Thai film director and screenwriter

Pen-ek Ratanaruang (เป็นเอก รัตนเรือง; ; born 8 March 1962, Bangkok, Thailand) is a Thai film director and screenwriter. He is best known for his arthouse work, Last Life in the Universe, and is considered to be one of Thai cinema's leading "new wave" auteurs, alongside Wisit Sasanatieng and Apichatpong Weerasethakul. He goes by the nickname Tom and is sometimes credited as Tom Pannet.

==Biography==

===Education and early career===
Pen-ek studied from 1977-85 at the Pratt Institute in New York and worked as freelance illustrator and designer with Designframe. In 1993, he started work at the Film Factory in Bangkok, where he worked with Wisit Sasanatieng. At Film Factory, Pen-ek made several television commercials, winning a bronze medal at the 1997 Cannes Lion Awards for a Clairol anti-dandruff shampoo spot entitled "Dance".

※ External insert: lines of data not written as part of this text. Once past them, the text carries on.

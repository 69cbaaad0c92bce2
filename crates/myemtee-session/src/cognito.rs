// SPDX-FileCopyrightText: 2026 Myemtee Contributors
// SPDX-License-Identifier: MIT OR Apache-2.0

//! HTTP client for a Cognito-compatible user pool.
//!
//! Every operation is a POST of a JSON body to the regional endpoint, with the
//! operation named in the `X-Amz-Target` header. Public app clients need no
//! request signing.

use std::collections::BTreeMap;
use std::time::Duration;

use async_trait::async_trait;
use reqwest::header::{CONTENT_TYPE, HeaderValue};
use secrecy::{ExposeSecret, SecretString};
use serde::Serialize;
use serde::de::DeserializeOwned;
use tracing::debug;

use myemtee_config::model::IdentityConfig;
use myemtee_core::{
    AdapterType, AuthResponse, AuthTokens, CodeDelivery, HealthStatus, IdentityProvider,
    MfaChallenge, MyemteeError, NewDeviceMetadata, PluginAdapter, SignUpResult, UserInfo,
};

use crate::wire::{
    AccessTokenRequest, AttributeType, AuthChallengeResponse, CodeDeliveryDetails,
    ConfirmDeviceRequest, ConfirmForgotPasswordRequest, ConfirmSignUpRequest, Empty, ErrorBody,
    ForgotPasswordRequest, ForgotPasswordResponse, GetUserResponse, InitiateAuthRequest,
    RespondToAuthChallengeRequest, SignUpRequest, SignUpResponse, UpdateDeviceStatusRequest,
};

const TARGET_PREFIX: &str = "AWSCognitoIdentityProviderService";
const AMZ_JSON: &str = "application/x-amz-json-1.1";

/// Challenges answered with a one-time code.
const MFA_CHALLENGES: &[&str] = &["SOFTWARE_TOKEN_MFA", "SMS_MFA"];

/// User-pool identity provider speaking the Cognito JSON protocol.
#[derive(Debug, Clone)]
pub struct CognitoIdentityProvider {
    client: reqwest::Client,
    endpoint: String,
    client_id: String,
}

impl CognitoIdentityProvider {
    /// Build a provider from configuration. Fails when no app client id is set.
    pub fn new(config: &IdentityConfig) -> Result<Self, MyemteeError> {
        if config.client_id.trim().is_empty() {
            return Err(MyemteeError::Config(
                "identity.client_id is required to contact the identity provider".to_string(),
            ));
        }

        let client = reqwest::Client::builder()
            .timeout(Duration::from_secs(config.timeout_secs))
            .build()
            .map_err(|e| MyemteeError::Provider {
                code: None,
                message: format!("failed to build HTTP client: {e}"),
                source: Some(Box::new(e)),
            })?;

        Ok(Self {
            client,
            endpoint: config.endpoint_url(),
            client_id: config.client_id.clone(),
        })
    }

    async fn call<Req, Resp>(&self, operation: &str, body: &Req) -> Result<Resp, MyemteeError>
    where
        Req: Serialize + ?Sized,
        Resp: DeserializeOwned,
    {
        let payload = serde_json::to_vec(body).map_err(|e| {
            MyemteeError::Internal(format!("failed to encode {operation} request: {e}"))
        })?;

        let response = self
            .client
            .post(&self.endpoint)
            .header("X-Amz-Target", format!("{TARGET_PREFIX}.{operation}"))
            .header(CONTENT_TYPE, HeaderValue::from_static(AMZ_JSON))
            .body(payload)
            .send()
            .await
            .map_err(|e| MyemteeError::Provider {
                code: None,
                message: format!("HTTP request failed: {e}"),
                source: Some(Box::new(e)),
            })?;

        let status = response.status();
        debug!(operation, status = %status, "identity provider response received");

        let text = response.text().await.map_err(|e| MyemteeError::Provider {
            code: None,
            message: format!("failed to read response body: {e}"),
            source: Some(Box::new(e)),
        })?;

        if !status.is_success() {
            return Err(map_error(status, &text));
        }

        let text = if text.trim().is_empty() { "{}" } else { text.as_str() };
        serde_json::from_str(text).map_err(|e| MyemteeError::Provider {
            code: None,
            message: format!("failed to parse {operation} response: {e}"),
            source: Some(Box::new(e)),
        })
    }

    fn auth_response(username: &str, resp: AuthChallengeResponse) -> Result<AuthResponse, MyemteeError> {
        if let Some(result) = resp.authentication_result {
            return Ok(AuthResponse::Authenticated {
                tokens: AuthTokens {
                    access_token: result.access_token,
                    id_token: result.id_token,
                    refresh_token: result.refresh_token,
                },
                new_device: result.new_device_metadata.map(|d| NewDeviceMetadata {
                    device_key: d.device_key,
                    device_group_key: d.device_group_key,
                }),
            });
        }

        match resp.challenge_name {
            Some(name) if MFA_CHALLENGES.contains(&name.as_str()) => {
                let session = resp.session.ok_or_else(|| {
                    MyemteeError::provider(None, format!("{name} challenge without a session"))
                })?;
                Ok(AuthResponse::MfaRequired(MfaChallenge {
                    username: username.to_string(),
                    challenge_name: name,
                    session,
                }))
            }
            Some(name) => Err(MyemteeError::UnsupportedChallenge(name)),
            None => Err(MyemteeError::provider(
                None,
                "response carried neither tokens nor a challenge",
            )),
        }
    }
}

/// Map an error response to the client's error taxonomy.
fn map_error(status: reqwest::StatusCode, body: &str) -> MyemteeError {
    let parsed: Option<ErrorBody> = serde_json::from_str(body).ok();
    let (code, message) = match parsed {
        Some(ErrorBody {
            error_type,
            message,
        }) => (
            error_type.map(|t| t.rsplit('#').next().unwrap_or(&t).to_string()),
            message.unwrap_or_default(),
        ),
        None => (None, body.to_string()),
    };

    if code.as_deref() == Some("NotAuthorizedException") {
        return MyemteeError::NotAuthorized(message);
    }

    let label = code.as_deref().unwrap_or("HTTP error");
    MyemteeError::Provider {
        message: format!("{label} ({status}): {message}"),
        code,
        source: None,
    }
}

fn code_delivery(details: Option<CodeDeliveryDetails>) -> Option<CodeDelivery> {
    details.map(|d| CodeDelivery {
        destination: d.destination,
        medium: d.delivery_medium,
    })
}

#[async_trait]
impl PluginAdapter for CognitoIdentityProvider {
    fn name(&self) -> &str {
        "cognito"
    }

    fn version(&self) -> semver::Version {
        semver::Version::new(0, 1, 0)
    }

    fn adapter_type(&self) -> AdapterType {
        AdapterType::IdentityProvider
    }

    async fn health_check(&self) -> Result<HealthStatus, MyemteeError> {
        Ok(HealthStatus::Healthy)
    }

    async fn shutdown(&self) -> Result<(), MyemteeError> {
        Ok(())
    }
}

#[async_trait]
impl IdentityProvider for CognitoIdentityProvider {
    async fn initiate_auth(
        &self,
        username: &str,
        password: &SecretString,
        device_key: Option<&str>,
    ) -> Result<AuthResponse, MyemteeError> {
        let mut params = BTreeMap::from([
            ("USERNAME", username),
            ("PASSWORD", password.expose_secret()),
        ]);
        if let Some(key) = device_key {
            params.insert("DEVICE_KEY", key);
        }
        let request = InitiateAuthRequest {
            auth_flow: "USER_PASSWORD_AUTH",
            client_id: &self.client_id,
            auth_parameters: params,
        };
        let resp: AuthChallengeResponse = self.call("InitiateAuth", &request).await?;
        Self::auth_response(username, resp)
    }

    async fn respond_to_mfa(
        &self,
        challenge: &MfaChallenge,
        code: &str,
    ) -> Result<AuthResponse, MyemteeError> {
        let request = RespondToAuthChallengeRequest {
            challenge_name: &challenge.challenge_name,
            client_id: &self.client_id,
            session: &challenge.session,
            challenge_responses: BTreeMap::from([
                ("USERNAME".to_string(), challenge.username.as_str()),
                (format!("{}_CODE", challenge.challenge_name), code),
            ]),
        };
        let resp: AuthChallengeResponse = self.call("RespondToAuthChallenge", &request).await?;
        Self::auth_response(&challenge.username, resp)
    }

    async fn refresh(&self, refresh_token: &str) -> Result<AuthTokens, MyemteeError> {
        let request = InitiateAuthRequest {
            auth_flow: "REFRESH_TOKEN_AUTH",
            client_id: &self.client_id,
            auth_parameters: BTreeMap::from([("REFRESH_TOKEN", refresh_token)]),
        };
        let resp: AuthChallengeResponse = self.call("InitiateAuth", &request).await?;
        match Self::auth_response("", resp)? {
            AuthResponse::Authenticated { tokens, .. } => Ok(tokens),
            AuthResponse::MfaRequired(challenge) => {
                Err(MyemteeError::UnsupportedChallenge(challenge.challenge_name))
            }
        }
    }

    async fn sign_up(
        &self,
        email: &str,
        password: &SecretString,
        name: &str,
    ) -> Result<SignUpResult, MyemteeError> {
        let request = SignUpRequest {
            client_id: &self.client_id,
            username: email,
            password: password.expose_secret(),
            user_attributes: vec![
                AttributeType {
                    name: "email".into(),
                    value: email.into(),
                },
                AttributeType {
                    name: "name".into(),
                    value: name.into(),
                },
            ],
        };
        let resp: SignUpResponse = self.call("SignUp", &request).await?;
        Ok(SignUpResult {
            user_sub: resp.user_sub,
            confirmed: resp.user_confirmed,
            code_delivery: code_delivery(resp.code_delivery_details),
        })
    }

    async fn confirm_sign_up(&self, username: &str, code: &str) -> Result<(), MyemteeError> {
        let request = ConfirmSignUpRequest {
            client_id: &self.client_id,
            username,
            confirmation_code: code,
        };
        let _: Empty = self.call("ConfirmSignUp", &request).await?;
        Ok(())
    }

    async fn forgot_password(&self, username: &str) -> Result<Option<CodeDelivery>, MyemteeError> {
        let request = ForgotPasswordRequest {
            client_id: &self.client_id,
            username,
        };
        let resp: ForgotPasswordResponse = self.call("ForgotPassword", &request).await?;
        Ok(code_delivery(resp.code_delivery_details))
    }

    async fn confirm_forgot_password(
        &self,
        username: &str,
        code: &str,
        new_password: &SecretString,
    ) -> Result<(), MyemteeError> {
        let request = ConfirmForgotPasswordRequest {
            client_id: &self.client_id,
            username,
            confirmation_code: code,
            password: new_password.expose_secret(),
        };
        let _: Empty = self.call("ConfirmForgotPassword", &request).await?;
        Ok(())
    }

    async fn global_sign_out(&self, access_token: &str) -> Result<(), MyemteeError> {
        let _: Empty = self
            .call("GlobalSignOut", &AccessTokenRequest { access_token })
            .await?;
        Ok(())
    }

    async fn get_user(&self, access_token: &str) -> Result<UserInfo, MyemteeError> {
        let resp: GetUserResponse = self
            .call("GetUser", &AccessTokenRequest { access_token })
            .await?;

        let mut info = UserInfo {
            username: resp.username,
            ..Default::default()
        };
        for attr in resp.user_attributes {
            match attr.name.as_str() {
                "sub" => info.sub = Some(attr.value),
                "email" => info.email = Some(attr.value),
                "name" => info.name = Some(attr.value),
                "picture" => info.picture = Some(attr.value),
                "email_verified" => info.email_verified = attr.value == "true",
                _ => {}
            }
        }
        Ok(info)
    }

    async fn confirm_device(
        &self,
        access_token: &str,
        device: &NewDeviceMetadata,
        device_name: &str,
    ) -> Result<(), MyemteeError> {
        let request = ConfirmDeviceRequest {
            access_token,
            device_key: &device.device_key,
            device_name,
        };
        let _: Empty = self.call("ConfirmDevice", &request).await?;
        Ok(())
    }

    async fn update_device_status(
        &self,
        access_token: &str,
        device_key: &str,
        remembered: bool,
    ) -> Result<(), MyemteeError> {
        let request = UpdateDeviceStatusRequest {
            access_token,
            device_key,
            device_remembered_status: if remembered {
                "remembered"
            } else {
                "not_remembered"
            },
        };
        let _: Empty = self.call("UpdateDeviceStatus", &request).await?;
        Ok(())
    }
}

===Debut film, international recognition===

He made his debut feature film, Fun Bar Karaoke in 1997. It's the story of a young woman named Pu whose father falls in love with a hostess girl who's the girlfriend of a mobster. A hitman named Noi (Ray McDonald) is dispatched to kill the father, and Pu ends up falling in love with Noi. Far Bar Karaoke was screened at many film festivals after its world premiere at the Berlin Film Festival.

Pen-ek's second film, Ruang Talok 69 (6ixtynin9), is another crime comedy. In it, a young woman (Lalita Panyopas) finds an instant noodle box filled with money that has been mistakenly placed at her doorstep and she runs afoul of some mobsters. The film was Thailand's submission to the 73rd Academy Awards for Best Foreign Language Film in 1999. It was also screened at the Rotterdam Film Festival and other festivals.

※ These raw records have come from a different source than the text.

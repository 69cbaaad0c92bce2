// SPDX-FileCopyrightText: 2026 Myemtee Contributors
// SPDX-License-Identifier: MIT OR Apache-2.0

//! Device trust: remembering this device so later sign-ins can skip MFA.
//!
//! All flags are keyed by username because they must be readable before
//! authentication completes.

use tracing::{info, warn};

use myemtee_core::{MyemteeError, NewDeviceMetadata};
use myemtee_storage::CredentialKey;

use crate::manager::SessionManager;

/// Locally persisted trust state for one username.
#[derive(Debug, Clone, Default, PartialEq, Eq)]
pub struct DeviceTrustRecord {
    pub device_key: Option<String>,
    pub device_group_key: Option<String>,
    pub remembered: bool,
    /// The user asked not to be prompted to remember this device again.
    pub never_remember: bool,
}

impl SessionManager {
    async fn flag(&self, key: CredentialKey) -> Result<bool, MyemteeError> {
        Ok(self.read(&key).await?.as_deref() == Some("true"))
    }

    async fn set_flag(&self, key: CredentialKey, value: bool) -> Result<(), MyemteeError> {
        if value {
            self.write(&key, "true").await
        } else {
            self.delete(&key).await
        }
    }

    pub async fn device_trust(&self, username: &str) -> Result<DeviceTrustRecord, MyemteeError> {
        let user = username.to_string();
        Ok(DeviceTrustRecord {
            device_key: self.read(&CredentialKey::DeviceKey(user.clone())).await?,
            device_group_key: self
                .read(&CredentialKey::DeviceGroupKey(user.clone()))
                .await?,
            remembered: self.flag(CredentialKey::DeviceRemembered(user.clone())).await?,
            never_remember: self.flag(CredentialKey::NeverRememberDevice(user)).await?,
        })
    }

    pub async fn is_device_remembered(&self, username: &str) -> Result<bool, MyemteeError> {
        self.flag(CredentialKey::DeviceRemembered(username.to_string()))
            .await
    }

    pub async fn set_device_remembered(
        &self,
        username: &str,
        remembered: bool,
    ) -> Result<(), MyemteeError> {
        self.set_flag(CredentialKey::DeviceRemembered(username.to_string()), remembered)
            .await
    }

    pub async fn is_never_remember(&self, username: &str) -> Result<bool, MyemteeError> {
        self.flag(CredentialKey::NeverRememberDevice(username.to_string()))
            .await
    }

    /// Opt out of (or, with `false`, back into) remember-device prompts.
    pub async fn set_never_remember(&self, username: &str, never: bool) -> Result<(), MyemteeError> {
        self.set_flag(CredentialKey::NeverRememberDevice(username.to_string()), never)
            .await
    }

    /// Whether to ask the user to remember this device after a sign-in that
    /// produced `new_device`.
    pub async fn should_offer_remember(
        &self,
        username: &str,
        new_device: Option<&NewDeviceMetadata>,
    ) -> Result<bool, MyemteeError> {
        if new_device.is_none() {
            return Ok(false);
        }
        let trust = self.device_trust(username).await?;
        Ok(!trust.remembered && !trust.never_remember)
    }

    /// Confirm `device` with the provider, mark it remembered, and persist its keys.
    pub async fn confirm_device_and_remember(
        &self,
        device: &NewDeviceMetadata,
        username: &str,
        device_name: &str,
    ) -> Result<(), MyemteeError> {
        if device.device_key.is_empty() || device.device_group_key.is_empty() {
            return Err(MyemteeError::Validation(
                "device key and device group key are both required".to_string(),
            ));
        }
        let access_token = self
            .access_token()
            .await
            .ok_or(MyemteeError::NotAuthenticated)?;

        self.provider
            .confirm_device(&access_token, device, device_name)
            .await?;
        self.provider
            .update_device_status(&access_token, &device.device_key, true)
            .await?;

        let user = username.to_string();
        self.write(&CredentialKey::DeviceKey(user.clone()), &device.device_key)
            .await?;
        self.write(
            &CredentialKey::DeviceGroupKey(user.clone()),
            &device.device_group_key,
        )
        .await?;
        self.set_flag(CredentialKey::DeviceRemembered(user), true)
            .await?;
        info!(username, device_name, "device remembered");
        Ok(())
    }

    /// Stop trusting this device for `username`.
    ///
    /// The provider is told when a live session exists; local state is
    /// cleared regardless.
    pub async fn forget_device(&self, username: &str) -> Result<(), MyemteeError> {
        let user = username.to_string();
        let device_key = self.read(&CredentialKey::DeviceKey(user.clone())).await?;

        if let Some(device_key) = &device_key
            && let Some(access_token) = self.access_token().await
            && let Err(e) = self
                .provider
                .update_device_status(&access_token, device_key, false)
                .await
        {
            warn!(error = %e, "could not mark device forgotten at the provider");
        }

        self.delete(&CredentialKey::DeviceKey(user.clone())).await?;
        self.delete(&CredentialKey::DeviceGroupKey(user.clone()))
            .await?;
        self.delete(&CredentialKey::DeviceRemembered(user)).await?;
        info!(username, "device forgotten");
        Ok(())
    }
}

His third film, Monrak Transistor (Transistor Love Story), is a bittersweet Thai country music love story involving a young man named Pan (Supakorn Kitsuwon) who marries his sweetheart (Siriyakorn Pukkavesh), is drafted into the military and then goes absent without leave to pursue his dreams of being a singer. The film premiered at the Director's Fortnight event at the 2002 Cannes Film Festival. It was also submitted by Thailand to the 75th Academy Awards.

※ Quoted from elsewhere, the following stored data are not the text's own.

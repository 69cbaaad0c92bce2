// SPDX-FileCopyrightText: 2026 Myemtee Contributors
// SPDX-License-Identifier: MIT OR Apache-2.0

//! Error types for the Myemtee client.

use thiserror::Error;

/// The primary error type used across all Myemtee adapter traits and core operations.
#[derive(Debug, Error)]
pub enum MyemteeError {
    /// Configuration errors (invalid TOML, missing required fields, type mismatches).
    #[error("configuration error: {0}")]
    Config(String),

    /// Credential store errors that neither the primary nor the fallback tier could absorb.
    #[error("storage error: {source}")]
    Storage {
        source: Box<dyn std::error::Error + Send + Sync>,
    },

    /// Key derivation or encryption failures on the write path.
    #[error("crypto error: {0}")]
    Crypto(String),

    /// Identity provider or network failure. Retryable; stored credentials are kept.
    #[error("provider error: {message}")]
    Provider {
        /// Exception name reported by the provider, when one was returned.
        code: Option<String>,
        message: String,
        source: Option<Box<dyn std::error::Error + Send + Sync>>,
    },

    /// The provider rejected the presented credentials (wrong password, expired
    /// or revoked refresh token).
    #[error("not authorized: {0}")]
    NotAuthorized(String),

    /// No usable session exists locally.
    #[error("not authenticated")]
    NotAuthenticated,

    /// The provider answered with an authentication challenge this client cannot complete.
    #[error("unsupported authentication challenge: {0}")]
    UnsupportedChallenge(String),

    /// Caller-supplied input was rejected before reaching the provider.
    #[error("validation error: {0}")]
    Validation(String),

    /// Internal or unexpected errors.
    #[error("internal error: {0}")]
    Internal(String),
}

impl MyemteeError {
    /// Shorthand for a storage error carrying only a message.
    pub fn storage(message: impl Into<String>) -> Self {
        Self::Storage {
            source: message.into().into(),
        }
    }

    /// Shorthand for a provider error without an underlying source.
    pub fn provider(code: Option<String>, message: impl Into<String>) -> Self {
        Self::Provider {
            code,
            message: message.into(),
            source: None,
        }
    }

    /// Returns true when the failure means the current session can never be
    /// resumed and local credentials must be wiped.
    ///
    /// Transport failures, throttling, and other provider errors return false.
    pub fn is_credential_rejected(&self) -> bool {
        match self {
            Self::NotAuthorized(_) => true,
            Self::Provider { code, message, .. } => {
                code.as_deref() == Some("NotAuthorizedException")
                    || message.contains("Refresh Token has expired")
            }
            _ => false,
        }
    }
}

#[cfg(test)]
mod tests {
    use super::*;

    #[test]
    fn not_authorized_is_credential_rejected() {
        assert!(MyemteeError::NotAuthorized("Invalid Refresh Token".into()).is_credential_rejected());
    }

    #[test]
    fn expired_refresh_message_is_credential_rejected() {
        let err = MyemteeError::provider(None, "Refresh Token has expired");
        assert!(err.is_credential_rejected());
    }

    #[test]
    fn transport_failure_is_not_credential_rejected() {
        let err = MyemteeError::Provider {
            code: None,
            message: "HTTP request failed: connection reset".into(),
            source: Some(Box::new(std::io::Error::other("reset"))),
        };
        assert!(!err.is_credential_rejected());
        assert!(!MyemteeError::provider(Some("TooManyRequestsException".into()), "slow down")
            .is_credential_rejected());
        assert!(!MyemteeError::storage("disk full").is_credential_rejected());
    }
}
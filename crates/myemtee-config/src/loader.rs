// SPDX-FileCopyrightText: 2026 Myemtee Contributors
// SPDX-License-Identifier: MIT OR Apache-2.0

//! Configuration loader using Figment for layered config merging.
//!
//! Supports XDG hierarchy: `./myemtee.toml` > `~/.config/myemtee/myemtee.toml` > `/etc/myemtee/myemtee.toml`
//! with environment variable overrides via `MYEMTEE_` prefix.

#![allow(clippy::result_large_err)] // figment::Error is external and cannot be boxed without wrapper

use std::path::Path;

use figment::{
    providers::{Env, Format, Serialized, Toml},
    Figment,
};

use crate::model::MyemteeConfig;

/// Load configuration from the standard XDG hierarchy with env var overrides.
///
/// Merge order (later overrides earlier):
/// 1. Compiled defaults
/// 2. `/etc/myemtee/myemtee.toml`
/// 3. `~/.config/myemtee/myemtee.toml`
/// 4. `./myemtee.toml`
/// 5. `MYEMTEE_*` environment variables
pub fn load_config() -> Result<MyemteeConfig, figment::Error> {
    build_figment().extract()
}

/// Load configuration from a TOML string only (no XDG lookup, no env).
pub fn load_config_from_str(toml_content: &str) -> Result<MyemteeConfig, figment::Error> {
    Figment::new()
        .merge(Serialized::defaults(MyemteeConfig::default()))
        .merge(Toml::string(toml_content))
        .extract()
}

/// Load configuration from a specific file path with env var overrides.
pub fn load_config_from_path(path: &Path) -> Result<MyemteeConfig, figment::Error> {
    Figment::new()
        .merge(Serialized::defaults(MyemteeConfig::default()))
        .merge(Toml::file(path))
        .merge(env_provider())
        .extract()
}

/// Build the Figment used for config loading, before extraction.
pub fn build_figment() -> Figment {
    Figment::new()
        .merge(Serialized::defaults(MyemteeConfig::default()))
        .merge(Toml::file("/etc/myemtee/myemtee.toml"))
        .merge(Toml::file(
            dirs::config_dir()
                .map(|d| d.join("myemtee/myemtee.toml"))
                .unwrap_or_default(),
        ))
        .merge(Toml::file("myemtee.toml"))
        .merge(env_provider())
}

/// Environment provider mapping `MYEMTEE_<SECTION>_<KEY>` to `section.key`.
///
/// Uses `Env::filter_map()` rather than `Env::split("_")` because keys such as
/// `client_id` contain underscores: `MYEMTEE_IDENTITY_CLIENT_ID` must map to
/// `identity.client_id`, not `identity.client.id`. Variables outside the
/// known sections (such as `MYEMTEE_PASSWORD`) are not configuration.
fn env_provider() -> Env {
    Env::prefixed("MYEMTEE_").filter_map(|key| {
        let key = key.as_str().to_ascii_lowercase();
        ["app", "identity", "storage"].iter().find_map(|section| {
            key.strip_prefix(section)
                .and_then(|rest| rest.strip_prefix('_'))
                .filter(|rest| !rest.is_empty())
                .map(|rest| format!("{section}.{rest}").into())
        })
    })
}
// SPDX-FileCopyrightText: 2026 Myemtee Contributors
// SPDX-License-Identifier: MIT OR Apache-2.0

//! Logical key layout of the credential store.

use std::fmt;

/// Every key the client persists. Device trust keys are namespaced by
/// username because they are read before authentication completes.
#[derive(Debug, Clone, PartialEq, Eq, Hash)]
pub enum CredentialKey {
    AccessToken,
    IdToken,
    RefreshToken,
    /// Cached profile claims (JSON).
    UserInfo,
    DeviceKey(String),
    DeviceGroupKey(String),
    DeviceRemembered(String),
    NeverRememberDevice(String),
    /// Username held between a password exchange and its MFA completion.
    TempUsername,
    /// Per-month calendar averages (JSON).
    HistoryCache,
}

impl CredentialKey {
    /// Keys wiped on sign-out and on a rejected refresh token.
    pub const SESSION: [CredentialKey; 4] = [
        CredentialKey::AccessToken,
        CredentialKey::IdToken,
        CredentialKey::RefreshToken,
        CredentialKey::UserInfo,
    ];
}

impl fmt::Display for CredentialKey {
    fn fmt(&self, f: &mut fmt::Formatter<'_>) -> fmt::Result {
        match self {
            Self::AccessToken => f.write_str("access_token"),
            Self::IdToken => f.write_str("id_token"),
            Self::RefreshToken => f.write_str("refresh_token"),
            Self::UserInfo => f.write_str("user_info"),
            Self::DeviceKey(user) => write!(f, "device_key:{user}"),
            Self::DeviceGroupKey(user) => write!(f, "device_group_key:{user}"),
            Self::DeviceRemembered(user) => write!(f, "device_remembered:{user}"),
            Self::NeverRememberDevice(user) => write!(f, "never_remember_device:{user}"),
            Self::TempUsername => f.write_str("temp_username"),
            Self::HistoryCache => f.write_str("history_cache"),
        }
    }
}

Pen-ek served as editor for director Nonzee Nimibutr's 2003 film, OK Baytong, and was the narrator on Wisit Sasanatiang's 2004 film, Citizen Dog. In 2004, Pen-ek was among the artists receiving the inaugural Silpathorn Award by the Office of Contemporary Art and Culture, Ministry of Culture of Thailand. The award is given annually to contemporary artists.

===Pan-Asian concepts===
For his fourth film, Last Life in the Universe, he teamed up with writer Prabda Yoon, cinematographer Christopher Doyle and Japanese actor Tadanobu Asano. Asano portrays a Japanese man on the run from the yakuza in Thailand. It also features Japanese director Takashi Miike in a small role as a yakuza. It was selected for competition at the Rotterdam festival, won the best actor award for Asano at the Venice International Film Festival and was Thailand's submission to the 2003 Academy Awards.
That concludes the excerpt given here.